Scotsmun Steel and The Nut House, located at 510 Frontage Road West in Virden, offer a diverse array of products and services to the agriculture, petroleum, construction, and manufacturing industries.
Owner Dean Munchinsky acquired the company from his father Karel upon his retirement in 2010 after more than two decades of successful operation.
“He had sold enough steel and was ready to roll along, so I bought the business and we’ve carried on doing what he was doing,” Munchinsky said.
Acquiring the building which formerly housed Wee Willie’s Auto Sales provided more space and greater visibility along the Highway 1 Frontage Road.
“That was helpful in moving the business forward. A little more space and room to grow.”
Three full-time employees, Shae Apland, George Baker and Erin Lynch now assist Munchinsky with the day-to-day operations.
Scotsmun Steel sells over 3,000 kinds of fasteners, from nuts, bolts, screws, washers and more. Steel supplies are also available - items like angle iron, stainless, tubing, and checker plate - which can be sized and cut to the customer’s requirements if needed.
“We have an extensive selection of fasteners, and I’m pretty proud of where we are with it. I think the majority of people who use them know what we have here, but we have new people all the time coming in and being surprised at what there is with this nut and bolt shop in Virden.”
New items are added to the mix on an ongoing basis.
“We’re bringing in different kinds of products all the time. I can’t stock everything because I don’t have a building the size of a football field. If there are products that people are requiring that I can supply, then I’m happy to bring them in and stock them. That’s one of the differences between what I do and what a lot of the other fastener businesses do. We try to keep the product that people require in stock.”
Munchinsky often goes on a hunt for a specific item requested by a customer to suit a certain application.
“We face that all the time. For steel, I have three main suppliers…for nuts and bolts I have two…and then we probably have a dozen other places that we go to regularly trying to find oddball things. I like to say if we don’t have it, you don’t need it, but sometimes we’ve got to dig a little bit to find it.”
With a welder on staff, products such as corral panels, bale feeders and cattle gates are built in-house, and all related accessories are readily available. Munchinsky says this foray into fabrication work is now becoming a growing segment of his business.
“We are doing more welding all the time, building projects for people, and trying to look after what they require. We still build a lot of agricultural projects, the panels and gates and bale feeders, but we’re also doing more custom builds for people that need particular things as well. We are just getting into aluminum welding.”
The work can be a mix of straightforward and challenging.
“It’s not impossible to stick two pieces of metal together with a welding machine, but it’s hard to take somebody’s plans, what they have in their head, and build that to what they would like. I’m very proud of the work that (welder) Erin does. She has been with me now for three years. And I really like the product that we have leave the doors here.”

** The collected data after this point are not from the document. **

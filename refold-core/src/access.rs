//! Access strategies.
//!
//! A strategy is consulted twice per round trip: on load it decides how
//! much of the stream must be read (forward replay versus a backward scan
//! stopped by an origin event), and on append it decides whether a
//! compaction event rides along with the write.

use std::{fmt, sync::Arc};

use crate::token::StreamToken;

/// Shared origin predicate over decoded events.
pub type OriginFn<E> = Arc<dyn Fn(&E) -> bool + Send + Sync>;
/// Shared snapshot constructor from current state.
pub type SnapshotFn<S, E> = Arc<dyn Fn(&S) -> E + Send + Sync>;

/// Per-category policy controlling load reads and compaction writes.
pub enum AccessStrategy<S, E> {
    /// Forward replay from index 0; writes pass through untouched.
    Unoptimized,
    /// One backward batch; the state is folded from the last decodable
    /// event only. Incompatible with caching.
    LatestKnownEvent,
    /// Backward scan stopped by `is_origin`; every append also writes one
    /// unfold produced from the post-append state.
    Snapshot {
        is_origin: OriginFn<E>,
        to_snapshot: SnapshotFn<S, E>,
    },
    /// The stream holds only the latest state: every write is replaced by
    /// a single unfold, and any stored event is an origin.
    RollingState { to_snapshot: SnapshotFn<S, E> },
    /// Backward scan stopped by `is_origin`; a snapshot event is appended
    /// once the batch capacity recorded on the token is exhausted.
    RollingSnapshots {
        is_origin: OriginFn<E>,
        to_snapshot: SnapshotFn<S, E>,
    },
}

impl<S, E> AccessStrategy<S, E> {
    #[must_use]
    pub fn snapshot(
        is_origin: impl Fn(&E) -> bool + Send + Sync + 'static,
        to_snapshot: impl Fn(&S) -> E + Send + Sync + 'static,
    ) -> Self {
        Self::Snapshot {
            is_origin: Arc::new(is_origin),
            to_snapshot: Arc::new(to_snapshot),
        }
    }

    #[must_use]
    pub fn rolling_state(to_snapshot: impl Fn(&S) -> E + Send + Sync + 'static) -> Self {
        Self::RollingState {
            to_snapshot: Arc::new(to_snapshot),
        }
    }

    #[must_use]
    pub fn rolling_snapshots(
        is_origin: impl Fn(&E) -> bool + Send + Sync + 'static,
        to_snapshot: impl Fn(&S) -> E + Send + Sync + 'static,
    ) -> Self {
        Self::RollingSnapshots {
            is_origin: Arc::new(is_origin),
            to_snapshot: Arc::new(to_snapshot),
        }
    }

    /// Whether loads use the backward origin scan rather than a forward
    /// replay from index 0.
    #[must_use]
    pub fn loads_backward(&self) -> bool {
        !matches!(self, Self::Unoptimized)
    }

    /// Whether a decoded event terminates the backward scan.
    #[must_use]
    pub fn is_origin(&self, event: &E) -> bool {
        match self {
            Self::Unoptimized => false,
            Self::LatestKnownEvent | Self::RollingState { .. } => true,
            Self::Snapshot { is_origin, .. } | Self::RollingSnapshots { is_origin, .. } => {
                is_origin(event)
            }
        }
    }

    /// Whether this strategy may be combined with a cache.
    ///
    /// `LatestKnownEvent` reads exactly one event by design; serving stale
    /// cache hits would undermine that without saving anything.
    #[must_use]
    pub fn supports_caching(&self) -> bool {
        !matches!(self, Self::LatestKnownEvent)
    }

    /// Split a write into `(events, unfolds)` per this strategy, given the
    /// state after folding the new events and the token being written at.
    pub(crate) fn plan_write(
        &self,
        state_after: &S,
        events: Vec<E>,
        token: &StreamToken,
    ) -> (Vec<E>, Vec<E>) {
        match self {
            Self::Unoptimized | Self::LatestKnownEvent => (events, Vec::new()),
            Self::Snapshot { to_snapshot, .. } => (events, vec![to_snapshot(state_after)]),
            Self::RollingState { to_snapshot } => (Vec::new(), vec![to_snapshot(state_after)]),
            Self::RollingSnapshots { to_snapshot, .. } => {
                // An unknown capacity hint means the adapter could not
                // bound the backward scan; compact rather than risk an
                // unbounded load later.
                let capacity = token.position.batch_capacity_limit.unwrap_or(0);
                if events.len() > usize::try_from(capacity).unwrap_or(0) {
                    let unfold = to_snapshot(state_after);
                    (events, vec![unfold])
                } else {
                    (events, Vec::new())
                }
            }
        }
    }
}

impl<S, E> Clone for AccessStrategy<S, E> {
    fn clone(&self) -> Self {
        match self {
            Self::Unoptimized => Self::Unoptimized,
            Self::LatestKnownEvent => Self::LatestKnownEvent,
            Self::Snapshot {
                is_origin,
                to_snapshot,
            } => Self::Snapshot {
                is_origin: Arc::clone(is_origin),
                to_snapshot: Arc::clone(to_snapshot),
            },
            Self::RollingState { to_snapshot } => Self::RollingState {
                to_snapshot: Arc::clone(to_snapshot),
            },
            Self::RollingSnapshots {
                is_origin,
                to_snapshot,
            } => Self::RollingSnapshots {
                is_origin: Arc::clone(is_origin),
                to_snapshot: Arc::clone(to_snapshot),
            },
        }
    }
}

impl<S, E> fmt::Debug for AccessStrategy<S, E> {
    fn fmt(&self, f: &mut fmt::Formatter<'_>) -> fmt::Result {
        f.write_str(match self {
            Self::Unoptimized => "Unoptimized",
            Self::LatestKnownEvent => "LatestKnownEvent",
            Self::Snapshot { .. } => "Snapshot",
            Self::RollingState { .. } => "RollingState",
            Self::RollingSnapshots { .. } => "RollingSnapshots",
        })
    }
}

Scotsmun Steel’s customer base extends well beyond the Virden trading area, and even south of the 49th parallel.
“I supply manufacturing plants in a number of different areas with some specialized product. Some of our nuts and bolts we send out to Alberta, and we get special orders from different places. During the steel shortage now I’m getting messages from the United States requesting that I sell them steel down there which is a little more complicated. We get calls from a fairly wide area. We have a lot of customers from Brandon, into Saskatchewan, up to Russell and down into the states.
Like numerous other local businesses, Scotsmun Steel has been impacted by the volatility of the agricultural and petroleum industries as well as COVID-19. They have forged ahead, adapted where necessary and focused on their niche market.
“Everything that we sell is considered essential, however COVID-19 has changed how we operate. We had to do the addition on the front so that people had room to stand inside when it was wintertime. We keep it to one person inside the store because it’s pretty tightly packed in here, but people have been great in being patient with us and helping us to look after them in the current situation.”
“The oil, of course, affects everybody, even if they don’t know it. When the prices dropped out it was difficult for a lot of people, so that affected us as well. Fortunately, the business was started looking after the agricultural community, and we carried on looking after them during the oil booming years and they were good enough to stay with us.”
Outside of work, Munchinsky is well known for his performing arts prowess both on and off the stage. He has acted in, directed and co-directed several musical and drama productions in Virden’s historic Aud Theatre. While preparations for his latest project, co-directing the musical Matilda, have been derailed by the pandemic, he remains optimistic the production can be presented later this fall if restrictions allow.
“I would love to spend a little more time acting,” he said. “Currently in the COVID world we’re not able to do anything and I very much miss my people in our arts community, spending time working together and building some things that are great. We’re looking forward to the possibility of November. We’ll see. The more people that get vaccinated I think the better chance we have of seeing some of that come through, so we’re hopeful.”